Rapport inzake de vermiste Nederlandse militairen A.E. van Hal en B. van der Wal

HOOFDREGELINGSBUREAU.
REGELINGSBUREAU LANDMACHT.
Sectie Id ALGEMEEN INFORMATIEBUREAU.
Typ: W.N.
No: 1271.
Bijlagen: 14.


R A P P O R T.
in zake de vermiste Nederlandsche militairen:

van HAL, Adrianus Evera[r]dus, geboren 28-12-1912,
dienstplichtig Sergeant van 2-I-8-R.I.
en
van der WAL, Bartus, geboren 29-5-1911,
gewoon dienstplichtige van 1-II-8-R.I.

Naar aanleiding van verschillende schriftelijke aanvragen omtrent het lot van den dienstplichtig Sergeant van HAL, A.E. geboren 28-12-1912 van 2-I-8-R.I, door de echtgenoote van genoemden van HAL en door de ouders van den dienstplichtige van der WAL omtrent hun zoon, heeft ondergeteekende R.A. HUETING, ambtenaar bij het Algemeen Informatiebureau van het Hoofdregelingsbureau, Korte Voorhout te 's-Gravenhage, in het tijdvak van half December 1940 tot half Juni 1941 een onderzoek ingesteld.
Hierbij is gebleken, dat Sergeant van HAL geruimen tijd vóór en gedurende de oorlogsdagen Commandant was van het zoogenaamde Sluiswachtdetachement (ook wel genoemd het "Inundatiepersoneel") gelegerd bij de brug met sluis over de Grebbe aan den voet van den Grebbeberg en dat de dienstplichtige van der WAL eenigen tijd vóór en ook tijdens de oorlogsdagen bij dit detachement was ingedeeld.
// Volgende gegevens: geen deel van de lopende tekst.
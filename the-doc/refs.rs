//! Live locations that follow the document through edits.
//!
//! A ref is registered with a starting location and an affinity, and is
//! carried across every applied operation. When the location stops existing
//! the ref is dropped, and later lookups return `None`.

use slotmap::SlotMap;
use tracing::trace;

use crate::{
  operation::Operation,
  path::{
    Affinity,
    Path,
  },
  point::Point,
  range::{
    Range,
    RangeAffinity,
  },
};

slotmap::new_key_type! {
    pub struct PathRef;
    pub struct PointRef;
    pub struct RangeRef;
}

#[derive(Debug, Clone)]
struct Tracked<T, A> {
  current:  T,
  affinity: Option<A>,
}

/// Every live ref of one editor.
#[derive(Debug, Default)]
pub struct Refs {
  paths:  SlotMap<PathRef, Tracked<Path, Affinity>>,
  points: SlotMap<PointRef, Tracked<Point, Affinity>>,
  ranges: SlotMap<RangeRef, Tracked<Range, RangeAffinity>>,
}

impl Refs {
  pub fn insert_path(&mut self, current: Path, affinity: Option<Affinity>) -> PathRef {
    self.paths.insert(Tracked { current, affinity })
  }

  pub fn insert_point(&mut self, current: Point, affinity: Option<Affinity>) -> PointRef {
    self.points.insert(Tracked { current, affinity })
  }

  pub fn insert_range(&mut self, current: Range, affinity: Option<RangeAffinity>) -> RangeRef {
    self.ranges.insert(Tracked { current, affinity })
  }

  pub fn path(&self, key: PathRef) -> Option<&Path> {
    self.paths.get(key).map(|tracked| &tracked.current)
  }

  pub fn point(&self, key: PointRef) -> Option<&Point> {
    self.points.get(key).map(|tracked| &tracked.current)
  }

  pub fn range(&self, key: RangeRef) -> Option<&Range> {
    self.ranges.get(key).map(|tracked| &tracked.current)
  }

  /// Stop tracking, returning the last location.
  pub fn remove_path(&mut self, key: PathRef) -> Option<Path> {
    self.paths.remove(key).map(|tracked| tracked.current)
  }

  pub fn remove_point(&mut self, key: PointRef) -> Option<Point> {
    self.points.remove(key).map(|tracked| tracked.current)
  }

  pub fn remove_range(&mut self, key: RangeRef) -> Option<Range> {
    self.ranges.remove(key).map(|tracked| tracked.current)
  }

  pub fn len(&self) -> usize {
    self.paths.len() + self.points.len() + self.ranges.len()
  }

  pub fn is_empty(&self) -> bool {
    self.len() == 0
  }

  /// Carry every ref across `op`, dropping the ones whose location is gone.
  pub fn transform(&mut self, op: &Operation) {
    self.paths.retain(|key, tracked| {
      match tracked.current.transform(op, tracked.affinity) {
        Some(path) => {
          tracked.current = path;
          true
        },
        None => {
          trace!(?key, op = op.kind(), "path ref invalidated");
          false
        },
      }
    });
    self.points.retain(|key, tracked| {
      match tracked.current.transform(op, tracked.affinity) {
        Some(point) => {
          tracked.current = point;
          true
        },
        None => {
          trace!(?key, op = op.kind(), "point ref invalidated");
          false
        },
      }
    });
    self.ranges.retain(|key, tracked| {
      match tracked.current.transform(op, tracked.affinity) {
        Some(range) => {
          tracked.current = range;
          true
        },
        None => {
          trace!(?key, op = op.kind(), "range ref invalidated");
          false
        },
      }
    });
  }
}

#[cfg(test)]
mod tests {
  use super::*;
  use crate::node::Node;

  #[test]
  fn refs_follow_edits_and_drop_when_removed() {
    let mut refs = Refs::default();
    let path = refs.insert_path(Path::from([1, 0]), Some(Affinity::Forward));
    let point = refs.insert_point(Point::new([1, 0], 2), Some(Affinity::Forward));
    let range = refs.insert_range(
      Range::collapsed(Point::new([0, 0], 0)),
      Some(RangeAffinity::Inward),
    );

    refs.transform(&Operation::InsertNode {
      path: Path::from([0]),
      node: Node::element(vec![Node::text("")]),
    });
    assert_eq!(refs.path(path), Some(&Path::from([2, 0])));
    assert_eq!(refs.point(point), Some(&Point::new([2, 0], 2)));
    assert_eq!(
      refs.range(range),
      Some(&Range::collapsed(Point::new([1, 0], 0)))
    );

    refs.transform(&Operation::RemoveNode {
      path: Path::from([2]),
      node: Node::element(vec![Node::text("")]),
    });
    assert_eq!(refs.path(path), None);
    assert_eq!(refs.remove_point(point), None);
    assert_eq!(
      refs.remove_range(range),
      Some(Range::collapsed(Point::new([1, 0], 0)))
    );
    assert!(refs.is_empty());
  }
}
Dit detachement bestond uit een Commandant, Sergeant van HAL voornoemd en 16 manschappen, welke geleverd werden door de 3 tirailleurcompagnieën en de Mitrailleurcompagnie van het IIe Bataljon van 8-R.I., steeds voor een periode van één maand, met dien verstande, dat de manschappen der verschillende compagnieën met een week verschil opkwamen. Uit de als bijlage hierbij gevoegde verklaringen blijkt, dat dit detachement, een week vóór en tijdens de oorlogsdagen bestond uit:

Sergeant A.E. van HAL ✝, Commandant van 2-I-8-R.I.,

J.M. van INGEN,
B. van der WAL ✝,
F.Th. JACOBS
en H.J. WESSELKAMP van 1-II-8-R.I.

G.H.J. WILLEMSEN ✝,
P.A. VERHOEF ✝,
L.B. SPAN ✝
en H.A. HAGGEMAN ✝ van 2-II-8-R.I.

J.W.J. CAMPSCHROER,
J.B. de RUITER,
K. HOFMAN
en G.J. KLAPPERS ✝ van 3-II-8-R.I.

J. VERWOERT,
A. van HATTUM,
G.W. van ROSSUM ✝
en S.M. TOONEN DEKKERS ✝ van M.C.-II-8-R.I.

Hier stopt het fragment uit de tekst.